(Stored data entries)
● ● ●

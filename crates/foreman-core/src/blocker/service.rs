//! BlockerService - blocker の作成・解決・期限切れ
//!
//! Design:
//! - 状態遷移は BlockerStore の条件付き更新だけで決まる。
//!   同時に N 件の resolve が来ても Applied になるのは 1 件で、残りは AlreadyResolved。
//! - イベントは勝者だけが emit する（重複通知なし）。
//! - タスクへの影響（pause / resume / fail）は Coordinator の責務で、ここでは扱わない。

use std::sync::Arc;
use std::time::Duration;

use chrono::{DateTime, Utc};
use serde::{Deserialize, Serialize};
use tracing::{debug, info, warn};

use super::classify::is_tactical;
use crate::domain::{
    Blocker, BlockerError, BlockerId, BlockerStatus, BlockerType, DomainEvent, Role, TaskId, WorkerId,
};
use crate::ports::{BlockerStore, Clock, ConditionalUpdate, EventSink, IdGenerator};

/// Validation and rate limits applied on create / resolve.
#[derive(Debug, Clone, Copy, PartialEq, Eq)]
pub struct BlockerLimits {
    pub question_max_len: usize,
    pub answer_max_len: usize,
    pub rate_limit_per_minute: u32,
}

impl Default for BlockerLimits {
    fn default() -> Self {
        Self {
            question_max_len: 2_000,
            answer_max_len: 5_000,
            rate_limit_per_minute: 10,
        }
    }
}

/// Result of a resolve attempt that passed validation.
#[derive(Debug, Clone, PartialEq, Eq)]
pub enum ResolveOutcome {
    /// This call won: the blocker is now RESOLVED.
    Resolved(Blocker),
    /// Someone else got there first (or it expired).
    AlreadyResolved { status: BlockerStatus },
}

/// A blocker row with the context a human needs to answer it.
#[derive(Debug, Clone, PartialEq, Eq, Serialize, Deserialize)]
pub struct BlockerView {
    #[serde(flatten)]
    pub blocker: Blocker,
    #[serde(default, skip_serializing_if = "Option::is_none")]
    pub worker_role: Option<Role>,
    #[serde(default, skip_serializing_if = "Option::is_none")]
    pub task_title: Option<String>,
    pub time_waiting_ms: i64,
    /// The question looks like a routine choice rather than a real decision.
    pub tactical: bool,
}

impl BlockerView {
    pub fn new(
        blocker: Blocker,
        worker_role: Option<Role>,
        task_title: Option<String>,
        now: DateTime<Utc>,
    ) -> Self {
        let time_waiting_ms = blocker.waiting_ms(now);
        let tactical = is_tactical(&blocker.question);
        Self {
            blocker,
            worker_role,
            task_title,
            time_waiting_ms,
            tactical,
        }
    }
}

/// Aggregate numbers over every blocker in the store.
#[derive(Debug, Clone, Default, PartialEq, Serialize, Deserialize)]
pub struct BlockerStats {
    pub total: usize,
    pub pending: usize,
    pub resolved: usize,
    pub expired: usize,
    pub sync_count: usize,
    pub async_count: usize,
    /// Mean of `resolved_at - created_at` over RESOLVED blockers.
    pub avg_resolution_time_seconds: Option<f64>,
    /// EXPIRED share of the blockers that reached a final state.
    pub expiration_rate_percent: f64,
}

/// How `wait_for_resolution` ended.
#[derive(Debug, Clone, PartialEq, Eq)]
pub enum WaitOutcome {
    Answered(String),
    Expired,
    TimedOut,
}

pub struct BlockerService {
    store: Arc<dyn BlockerStore>,
    clock: Arc<dyn Clock>,
    ids: Arc<dyn IdGenerator>,
    events: Arc<dyn EventSink>,
    limits: BlockerLimits,
}

impl BlockerService {
    pub fn new(
        store: Arc<dyn BlockerStore>,
        clock: Arc<dyn Clock>,
        ids: Arc<dyn IdGenerator>,
        events: Arc<dyn EventSink>,
        limits: BlockerLimits,
    ) -> Self {
        Self {
            store,
            clock,
            ids,
            events,
            limits,
        }
    }

    pub fn limits(&self) -> BlockerLimits {
        self.limits
    }

    // ========================================
    // Commands
    // ========================================

    /// Insert a PENDING blocker after validating the question and the
    /// per-worker rate limit.
    pub async fn create(
        &self,
        worker_id: WorkerId,
        task_id: Option<TaskId>,
        blocker_type: BlockerType,
        question: &str,
    ) -> Result<Blocker, BlockerError> {
        let len = question.chars().count();
        if question.trim().is_empty() || len > self.limits.question_max_len {
            return Err(BlockerError::InvalidQuestion {
                len,
                max: self.limits.question_max_len,
            });
        }

        let now = self.clock.now();
        let since = now - chrono::Duration::seconds(60);
        let recent = self.store.count_created_since(worker_id, since).await;
        if recent >= self.limits.rate_limit_per_minute as usize {
            warn!(%worker_id, recent, "blocker rate limit hit");
            return Err(BlockerError::RateLimited {
                worker_id,
                limit: self.limits.rate_limit_per_minute,
            });
        }

        let blocker = Blocker::new(
            self.ids.generate_blocker_id(),
            worker_id,
            task_id,
            blocker_type,
            question,
            now,
        );
        self.store.insert(blocker.clone()).await?;
        info!(
            blocker_id = %blocker.id,
            %worker_id,
            blocker_type = %blocker_type,
            "blocker created"
        );
        self.events.emit(DomainEvent::BlockerCreated {
            blocker: blocker.clone(),
        });
        Ok(blocker)
    }

    /// PENDING -> RESOLVED with `answer`. Exactly one concurrent caller gets
    /// `Resolved`; the rest get `AlreadyResolved`.
    pub async fn resolve(&self, blocker_id: BlockerId, answer: &str) -> Result<ResolveOutcome, BlockerError> {
        let len = answer.chars().count();
        if answer.trim().is_empty() || len > self.limits.answer_max_len {
            return Err(BlockerError::InvalidAnswer {
                len,
                max: self.limits.answer_max_len,
            });
        }

        let now = self.clock.now();
        match self
            .store
            .resolve_if_pending(blocker_id, answer.to_string(), now)
            .await?
        {
            ConditionalUpdate::Applied(blocker) => {
                info!(%blocker_id, "blocker resolved");
                self.events.emit(DomainEvent::BlockerResolved {
                    blocker_id,
                    task_id: blocker.task_id,
                    answer: answer.to_string(),
                });
                Ok(ResolveOutcome::Resolved(blocker))
            }
            ConditionalUpdate::Rejected { status } => {
                debug!(%blocker_id, %status, "resolve lost the race");
                Ok(ResolveOutcome::AlreadyResolved { status })
            }
        }
    }

    /// Expire every PENDING blocker created more than `timeout` ago.
    ///
    /// Returns only the blockers this call expired, so a second sweep over the
    /// same rows returns nothing.
    pub async fn expire_stale(&self, timeout: chrono::Duration) -> Vec<Blocker> {
        let now = self.clock.now();
        let candidates = self.store.pending_created_before(now - timeout).await;

        let mut expired = Vec::new();
        for candidate in candidates {
            match self.store.expire_if_pending(candidate.id, now).await {
                Ok(ConditionalUpdate::Applied(blocker)) => {
                    info!(blocker_id = %blocker.id, "blocker expired");
                    self.events.emit(DomainEvent::BlockerExpired {
                        blocker_id: blocker.id,
                        task_id: blocker.task_id,
                    });
                    expired.push(blocker);
                }
                Ok(ConditionalUpdate::Rejected { .. }) => {}
                Err(err) => warn!(blocker_id = %candidate.id, error = %err, "expire failed"),
            }
        }
        expired
    }

    // ========================================
    // Queries
    // ========================================

    pub async fn get(&self, blocker_id: BlockerId) -> Result<Blocker, BlockerError> {
        self.store
            .get(blocker_id)
            .await
            .ok_or(BlockerError::NotFound(blocker_id))
    }

    /// Newest first.
    pub async fn list(&self, status: Option<BlockerStatus>) -> Vec<Blocker> {
        self.store.list(status).await
    }

    /// The oldest PENDING blocker raised by `worker_id`.
    pub async fn pending_for_worker(&self, worker_id: WorkerId) -> Option<Blocker> {
        self.store.pending_for_worker(worker_id).await.into_iter().next()
    }

    pub async fn stats(&self) -> BlockerStats {
        let rows = self.store.list(None).await;
        let mut stats = BlockerStats {
            total: rows.len(),
            ..BlockerStats::default()
        };
        let mut resolution_secs = Vec::new();
        for b in &rows {
            match b.status {
                BlockerStatus::Pending => stats.pending += 1,
                BlockerStatus::Resolved => {
                    stats.resolved += 1;
                    if let Some(at) = b.resolved_at {
                        resolution_secs.push((at - b.created_at).num_milliseconds() as f64 / 1000.0);
                    }
                }
                BlockerStatus::Expired => stats.expired += 1,
            }
            match b.blocker_type {
                BlockerType::Sync => stats.sync_count += 1,
                BlockerType::Async => stats.async_count += 1,
            }
        }
        if !resolution_secs.is_empty() {
            stats.avg_resolution_time_seconds =
                Some(resolution_secs.iter().sum::<f64>() / resolution_secs.len() as f64);
        }
        let finished = stats.resolved + stats.expired;
        if finished > 0 {
            stats.expiration_rate_percent = stats.expired as f64 * 100.0 / finished as f64;
        }
        stats
    }

    /// Poll the store until the blocker reaches a final state or `timeout` passes.
    pub async fn wait_for_resolution(
        &self,
        blocker_id: BlockerId,
        poll_interval: Duration,
        timeout: Duration,
    ) -> Result<WaitOutcome, BlockerError> {
        let deadline = tokio::time::Instant::now() + timeout;
        loop {
            let blocker = self.get(blocker_id).await?;
            match blocker.status {
                BlockerStatus::Resolved => {
                    return Ok(WaitOutcome::Answered(blocker.answer.unwrap_or_default()));
                }
                BlockerStatus::Expired => return Ok(WaitOutcome::Expired),
                BlockerStatus::Pending => {}
            }
            let now = tokio::time::Instant::now();
            if now >= deadline {
                return Ok(WaitOutcome::TimedOut);
            }
            tokio::time::sleep(poll_interval.min(deadline - now)).await;
        }
    }
}
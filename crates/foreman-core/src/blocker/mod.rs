//! Blocker subsystem: human-in-the-loop questions raised by workers.

pub mod classify;
pub mod service;

pub use classify::{FailureClass, classify_failure, is_tactical, should_escalate};
pub use service::{BlockerLimits, BlockerService, BlockerStats, BlockerView, ResolveOutcome, WaitOutcome};
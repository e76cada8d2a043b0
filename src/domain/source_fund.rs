//! Source fund records.
//!
//! A `CandidateEntry` is whatever the extractor pulled out of the page
//! markup. A `SourceFund` is a candidate that passed the exchange-name
//! filter and is what the HTTP surface serializes.

use serde::{Deserialize, Serialize};

/// Raw `(name, address)` pair extracted from explorer markup.
#[derive(Debug, Clone, PartialEq, Eq)]
pub struct CandidateEntry {
    /// Label shown by the explorer, e.g. `Binance 14`.
    pub name: String,
    /// Address text found between `(` and `)` after the label.
    pub address: String,
}

impl CandidateEntry {
    pub fn new(name: impl Into<String>, address: impl Into<String>) -> Self {
        Self {
            name: name.into(),
            address: address.into(),
        }
    }
}

/// Exchange-tagged counterparty returned to callers.
///
/// Serialized as `{"name": "...", "address": "..."}`.
#[derive(Debug, Clone, PartialEq, Eq, Serialize, Deserialize)]
pub struct SourceFund {
    pub name: String,
    pub address: String,
}

impl From<CandidateEntry> for SourceFund {
    fn from(candidate: CandidateEntry) -> Self {
        Self {
            name: candidate.name,
            address: candidate.address,
        }
    }
}

#[cfg(test)]
mod tests {
    use super::*;

    #[test]
    fn test_source_fund_json_shape() {
        let fund = SourceFund::from(CandidateEntry::new("Binance 14", "0xABC"));
        let json = serde_json::to_string(&fund).unwrap();
        assert_eq!(json, r#"{"name":"Binance 14","address":"0xABC"}"#);
    }
}
//! Page Fetcher Port - Block Explorer Page Retrieval
//!
//! Defines the trait for fetching the raw explorer page of an address.
//! The use-case layer only sees page text; transport details live in
//! the adapters.

use async_trait::async_trait;
use thiserror::Error;

/// Failure to obtain a page body.
///
/// Non-success HTTP statuses are not failures: whatever body the
/// explorer returns is handed to the extractor as-is.
#[derive(Debug, Error)]
pub enum FetchError {
  /// Connect, DNS, TLS or other transport failure.
  #[error("request to {url} failed: {source}")]
  Request {
    url: String,
    #[source]
    source: reqwest::Error,
  },
  /// The response started but the body could not be read.
  #[error("reading body from {url} failed: {source}")]
  Body {
    url: String,
    #[source]
    source: reqwest::Error,
  },
}

/// Source of explorer page text for an address.
#[async_trait]
pub trait PageFetcher: Send + Sync + 'static {
  /// Fetch the full page for `address`.
  ///
  /// `address` is passed through verbatim; it is not validated.
  async fn fetch_page(&self, address: &str) -> Result<String, FetchError>;
}
//! Adapters Layer - Hexagonal Architecture Outer Ring
//!
//! Implements the port traits defined in `crate::ports` with concrete
//! external dependencies, and exposes the use cases over HTTP.
//!
//! Adapter categories:
//! - `explorer`: Block explorer page fetching via reqwest
//! - `http`: Inbound axum server and routes
//! - `metrics`: Prometheus metrics registry

pub mod explorer;
pub mod http;
pub mod metrics;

● ● ●

### ABOUT THIS EXERCISE
Filter the entries above down to the lines containing the word "SourceFund".

### OUTPUT
//! markup. A `SourceFund` is a candidate that passed the exchange-name
pub struct SourceFund {
impl From<CandidateEntry> for SourceFund {
        let fund = SourceFund::from(CandidateEntry::new("Binance 14", "0xABC"));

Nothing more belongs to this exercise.